Please write the data out once more, exactly as it is given.

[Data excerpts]
___

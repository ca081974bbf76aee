// Context assembler - builds the per-mode hand-off document
//
// One pass, one output file: template, mission, optional prior artifact,
// then the mode payload (fetched sources or indexed code). Missing inputs
// are skipped; only failures creating/writing the output are errors.

pub mod templates;
pub mod writer;

pub use writer::{escape_attr, escape_cdata, ContextWriter};

use anyhow::{Context, Result};
use clap::ValueEnum;
use std::fmt;
use std::fs::{self, File};
use std::io::{BufWriter, Write};
use std::path::{Path, PathBuf};
use tracing::{debug, info};

use crate::config::Config;
use crate::fetch::{read_source_list, SourceFetcher};
use crate::index::{DirectoryIndexer, EntryKind};

/// Workflow stage selecting the template and payload shape.
#[derive(Debug, Clone, Copy, PartialEq, Eq, Hash, ValueEnum)]
pub enum Mode {
    #[value(name = "RESEARCH")]
    Research,
    #[value(name = "ARCHITECT")]
    Architect,
    #[value(name = "DEVELOPER")]
    Developer,
    #[value(name = "REFACTOR")]
    Refactor,
}

impl Mode {
    pub fn as_str(&self) -> &'static str {
        match self {
            Mode::Research => "RESEARCH",
            Mode::Architect => "ARCHITECT",
            Mode::Developer => "DEVELOPER",
            Mode::Refactor => "REFACTOR",
        }
    }

    /// `context_<mode>.xml`
    pub fn output_file_name(&self) -> String {
        format!("context_{}.xml", self.as_str().to_ascii_lowercase())
    }
}

impl fmt::Display for Mode {
    fn fmt(&self, f: &mut fmt::Formatter<'_>) -> fmt::Result {
        f.write_str(self.as_str())
    }
}

/// Inputs of a single run
#[derive(Debug, Clone)]
pub struct AssemblyRequest {
    pub mode: Mode,
    pub mission: Option<String>,
    pub source_roots: Vec<PathBuf>,
    /// Treat the codebase as legacy (full code for ARCHITECT, refactoring rules)
    pub legacy: bool,
}

pub struct ContextAssembler {
    config: Config,
    indexer: DirectoryIndexer,
    fetcher: SourceFetcher,
}

impl ContextAssembler {
    pub fn new(config: Config, fetcher: SourceFetcher) -> Self {
        let indexer = DirectoryIndexer::from_config(&config);
        Self {
            config,
            indexer,
            fetcher,
        }
    }

    pub fn output_path(&self, mode: Mode) -> PathBuf {
        self.config.work_dir.join(mode.output_file_name())
    }

    /// Generate the document for `request` and return its path.
    pub async fn assemble(&self, request: &AssemblyRequest) -> Result<PathBuf> {
        let mode = request.mode;
        println!("Building context for: {}", mode);
        println!("Sources: {}", display_roots(&request.source_roots));
        if request.legacy && mode != Mode::Research {
            println!("Legacy mode active: injecting refactoring prompts");
        }

        fs::create_dir_all(&self.config.work_dir).with_context(|| {
            format!(
                "Failed to create working directory: {}",
                self.config.work_dir.display()
            )
        })?;

        let output_path = self.output_path(mode);
        let file = File::create(&output_path)
            .with_context(|| format!("Failed to create output file: {}", output_path.display()))?;
        let mut writer = ContextWriter::new(BufWriter::new(file));

        self.write_document(&mut writer, request)
            .await
            .with_context(|| format!("Failed to write {}", output_path.display()))?;
        writer
            .finish()
            .with_context(|| format!("Failed to flush {}", output_path.display()))?;

        println!("Generated: {}", output_path.display());
        Ok(output_path)
    }

    async fn write_document<W: Write>(
        &self,
        writer: &mut ContextWriter<W>,
        request: &AssemblyRequest,
    ) -> Result<()> {
        writer.open_root(request.mode)?;
        writer.raw(&templates::instructions(request.mode, request.legacy, &self.config))?;

        match request.mission.as_deref() {
            Some(mission) if !mission.trim().is_empty() => {
                writer.cdata_block(1, "mission", &[], mission)?;
            }
            _ => debug!("No mission text for this run"),
        }

        match request.mode {
            Mode::Research => self.write_research(writer).await,
            Mode::Architect => self.write_architect(writer, request),
            Mode::Developer | Mode::Refactor => self.write_source_code(writer, request),
        }
    }

    async fn write_research<W: Write>(&self, writer: &mut ContextWriter<W>) -> Result<()> {
        if let Some(rules) = read_artifact(&self.config.manual_rules_path()) {
            writer.cdata_block(1, "user_logic", &[("type", "axiom")], &rules)?;
        }

        writer.open(1, "raw_sources", &[])?;
        let sources = read_source_list(&self.config.sources_file);
        info!("{} source(s) listed in {}", sources.len(), self.config.sources_file.display());

        for source in &sources {
            // Fully resolved before anything is embedded
            let result = self.fetcher.fetch(source).await;
            writer.cdata_block(2, "article", &[("source", source.as_str())], &result.text)?;
        }
        writer.close(1, "raw_sources")?;
        Ok(())
    }

    fn write_architect<W: Write>(
        &self,
        writer: &mut ContextWriter<W>,
        request: &AssemblyRequest,
    ) -> Result<()> {
        if let Some(knowledge) = read_artifact(&self.config.knowledge_path()) {
            writer.cdata_block(1, "research_specs", &[], &knowledge)?;
        }

        let (kind, type_attr) = if request.legacy {
            (EntryKind::Full, "legacy_full")
        } else {
            (EntryKind::Skeleton, "skeleton")
        };

        writer.open(1, "current_codebase", &[("type", type_attr)])?;
        self.write_tree_and_files(writer, &request.source_roots, kind)?;
        writer.close(1, "current_codebase")?;
        Ok(())
    }

    fn write_source_code<W: Write>(
        &self,
        writer: &mut ContextWriter<W>,
        request: &AssemblyRequest,
    ) -> Result<()> {
        if let Some(architecture) = read_artifact(&self.config.architecture_path()) {
            writer.cdata_block(1, "architecture_context", &[], &architecture)?;
        }

        writer.open(1, "source_code", &[])?;
        self.write_tree_and_files(writer, &request.source_roots, EntryKind::Full)?;
        writer.close(1, "source_code")?;
        Ok(())
    }

    fn write_tree_and_files<W: Write>(
        &self,
        writer: &mut ContextWriter<W>,
        roots: &[PathBuf],
        kind: EntryKind,
    ) -> Result<()> {
        let tree = self.indexer.render_tree(roots);
        writer.cdata_block(2, "tree", &[], &tree)?;

        let entries = self.indexer.collect_entries(roots, kind);
        info!("Embedding {} file(s) as {:?}", entries.len(), kind);
        for entry in &entries {
            let path = entry.path.display().to_string();
            writer.cdata_block(2, "file", &[("path", path.as_str())], &entry.content)?;
        }
        Ok(())
    }
}

/// Read a prior-stage artifact; absent or blank files count as missing.
pub fn read_artifact(path: &Path) -> Option<String> {
    if !path.exists() {
        debug!("No artifact at {}", path.display());
        return None;
    }
    match fs::read_to_string(path) {
        Ok(content) if !content.trim().is_empty() => {
            info!("Loaded {}", path.display());
            Some(content)
        }
        Ok(_) => None,
        Err(e) => {
            debug!("Failed to read {}: {}", path.display(), e);
            None
        }
    }
}

/// Mission text: explicit text wins, otherwise the mission file if present.
pub fn resolve_mission(text: Option<String>, mission_file: Option<&Path>) -> Option<String> {
    text.or_else(|| mission_file.and_then(read_artifact))
}

fn display_roots(roots: &[PathBuf]) -> String {
    roots
        .iter()
        .map(|r| r.display().to_string())
        .collect::<Vec<_>>()
        .join(", ")
}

___

→ **Reply to the exercise**:
repository ca081974bbf76aee
// Context assembler - builds the per-mode hand-off document
//
// One pass, one output file: template, mission, optional prior artifact,
// then the mode payload (fetched sources or indexed code). Missing inputs
// are skipped; only failures creating/writing the output are errors.

pub mod templates;
pub mod writer;

pub use writer::{escape_attr, escape_cdata, ContextWriter};

use anyhow::{Context, Result};
use clap::ValueEnum;
use std::fmt;
use std::fs::{self, File};
use std::io::{BufWriter, Write};
use std::path::{Path, PathBuf};
use tracing::{debug, info};

use crate::config::Config;
use crate::fetch::{read_source_list, SourceFetcher};
use crate::index::{DirectoryIndexer, EntryKind};

/// Workflow stage selecting the template and payload shape.
#[derive(Debug, Clone, Copy, PartialEq, Eq, Hash, ValueEnum)]
pub enum Mode {
    #[value(name = "RESEARCH")]
    Research,
    #[value(name = "ARCHITECT")]
    Architect,
    #[value(name = "DEVELOPER")]
    Developer,
    #[value(name = "REFACTOR")]
    Refactor,
}

impl Mode {
    pub fn as_str(&self) -> &'static str {
        match self {
            Mode::Research => "RESEARCH",
            Mode::Architect => "ARCHITECT",
            Mode::Developer => "DEVELOPER",
            Mode::Refactor => "REFACTOR",
        }
    }

    /// `context_<mode>.xml`
    pub fn output_file_name(&self) -> String {
        format!("context_{}.xml", self.as_str().to_ascii_lowercase())
    }
}

impl fmt::Display for Mode {
    fn fmt(&self, f: &mut fmt::Formatter<'_>) -> fmt::Result {
        f.write_str(self.as_str())
    }
}

/// Inputs of a single run
#[derive(Debug, Clone)]
pub struct AssemblyRequest {
    pub mode: Mode,
    pub mission: Option<String>,
    pub source_roots: Vec<PathBuf>,
    /// Treat the codebase as legacy (full code for ARCHITECT, refactoring rules)
    pub legacy: bool,
}

pub struct ContextAssembler {
    config: Config,
    indexer: DirectoryIndexer,
    fetcher: SourceFetcher,
}

impl ContextAssembler {
    pub fn new(config: Config, fetcher: SourceFetcher) -> Self {
        let indexer = DirectoryIndexer::from_config(&config);
        Self {
            config,
            indexer,
            fetcher,
        }
    }

    pub fn output_path(&self, mode: Mode) -> PathBuf {
        self.config.work_dir.join(mode.output_file_name())
    }

    /// Generate the document for `request` and return its path.
    pub async fn assemble(&self, request: &AssemblyRequest) -> Result<PathBuf> {
        let mode = request.mode;
        println!("Building context for: {}", mode);
        println!("Sources: {}", display_roots(&request.source_roots));
        if request.legacy && mode != Mode::Research {
            println!("Legacy mode active: injecting refactoring prompts");
        }

        fs::create_dir_all(&self.config.work_dir).with_context(|| {
            format!(
                "Failed to create working directory: {}",
                self.config.work_dir.display()
            )
        })?;

        let output_path = self.output_path(mode);
        let file = File::create(&output_path)
            .with_context(|| format!("Failed to create output file: {}", output_path.display()))?;
        let mut writer = ContextWriter::new(BufWriter::new(file));

        self.write_document(&mut writer, request)
            .await
            .with_context(|| format!("Failed to write {}", output_path.display()))?;
        writer
            .finish()
            .with_context(|| format!("Failed to flush {}", output_path.display()))?;

        println!("Generated: {}", output_path.display());
        Ok(output_path)
    }

    async fn write_document<W: Write>(
        &self,
        writer: &mut ContextWriter<W>,
        request: &AssemblyRequest,
    ) -> Result<()> {
        writer.open_root(request.mode)?;
        writer.raw(&templates::instructions(request.mode, request.legacy, &self.config))?;

        match request.mission.as_deref() {
            Some(mission) if !mission.trim().is_empty() => {
                writer.cdata_block(1, "mission", &[], mission)?;
            }
            _ => debug!("No mission text for this run"),
        }

        match request.mode {
            Mode::Research => self.write_research(writer).await,
            Mode::Architect => self.write_architect(writer, request),
            Mode::Developer | Mode::Refactor => self.write_source_code(writer, request),
        }
    }

    async fn write_research<W: Write>(&self, writer: &mut ContextWriter<W>) -> Result<()> {
        if let Some(rules) = read_artifact(&self.config.manual_rules_path()) {
            writer.cdata_block(1, "user_logic", &[("type", "axiom")], &rules)?;
        }

        writer.open(1, "raw_sources", &[])?;
        let sources = read_source_list(&self.config.sources_file);
        info!("{} source(s) listed in {}", sources.len(), self.config.sources_file.display());

        for source in &sources {
            // Fully resolved before anything is embedded
            let result = self.fetcher.fetch(source).await;
            writer.cdata_block(2, "article", &[("source", source.as_str())], &result.text)?;
        }
        writer.close(1, "raw_sources")?;
        Ok(())
    }

    fn write_architect<W: Write>(
        &self,
        writer: &mut ContextWriter<W>,
        request: &AssemblyRequest,
    ) -> Result<()> {
        if let Some(knowledge) = read_artifact(&self.config.knowledge_path()) {
            writer.cdata_block(1, "research_specs", &[], &knowledge)?;
        }

        let (kind, type_attr) = if request.legacy {
            (EntryKind::Full, "legacy_full")
        } else {
            (EntryKind::Skeleton, "skeleton")
        };

        writer.open(1, "current_codebase", &[("type", type_attr)])?;
        self.write_tree_and_files(writer, &request.source_roots, kind)?;
        writer.close(1, "current_codebase")?;
        Ok(())
    }

    fn write_source_code<W: Write>(
        &self,
        writer: &mut ContextWriter<W>,
        request: &AssemblyRequest,
    ) -> Result<()> {
        if let Some(architecture) = read_artifact(&self.config.architecture_path()) {
            writer.cdata_block(1, "architecture_context", &[], &architecture)?;
        }

        writer.open(1, "source_code", &[])?;
        self.write_tree_and_files(writer, &request.source_roots, EntryKind::Full)?;
        writer.close(1, "source_code")?;
        Ok(())
    }

    fn write_tree_and_files<W: Write>(
        &self,
        writer: &mut ContextWriter<W>,
        roots: &[PathBuf],
        kind: EntryKind,
    ) -> Result<()> {
        let tree = self.indexer.render_tree(roots);
        writer.cdata_block(2, "tree", &[], &tree)?;

        let entries = self.indexer.collect_entries(roots, kind);
        info!("Embedding {} file(s) as {:?}", entries.len(), kind);
        for entry in &entries {
            let path = entry.path.display().to_string();
            writer.cdata_block(2, "file", &[("path", path.as_str())], &entry.content)?;
        }
        Ok(())
    }
}

/// Read a prior-stage artifact; absent or blank files count as missing.
pub fn read_artifact(path: &Path) -> Option<String> {
    if !path.exists() {
        debug!("No artifact at {}", path.display());
        return None;
    }
    match fs::read_to_string(path) {
        Ok(content) if !content.trim().is_empty() => {
            info!("Loaded {}", path.display());
            Some(content)
        }
        Ok(_) => None,
        Err(e) => {
            debug!("Failed to read {}: {}", path.display(), e);
            None
        }
    }
}

/// Mission text: explicit text wins, otherwise the mission file if present.
pub fn resolve_mission(text: Option<String>, mission_file: Option<&Path>) -> Option<String> {
    text.or_else(|| mission_file.and_then(read_artifact))
}

fn display_roots(roots: &[PathBuf]) -> String {
    roots
        .iter()
        .map(|r| r.display().to_string())
        .collect::<Vec<_>>()
        .join(", ")
}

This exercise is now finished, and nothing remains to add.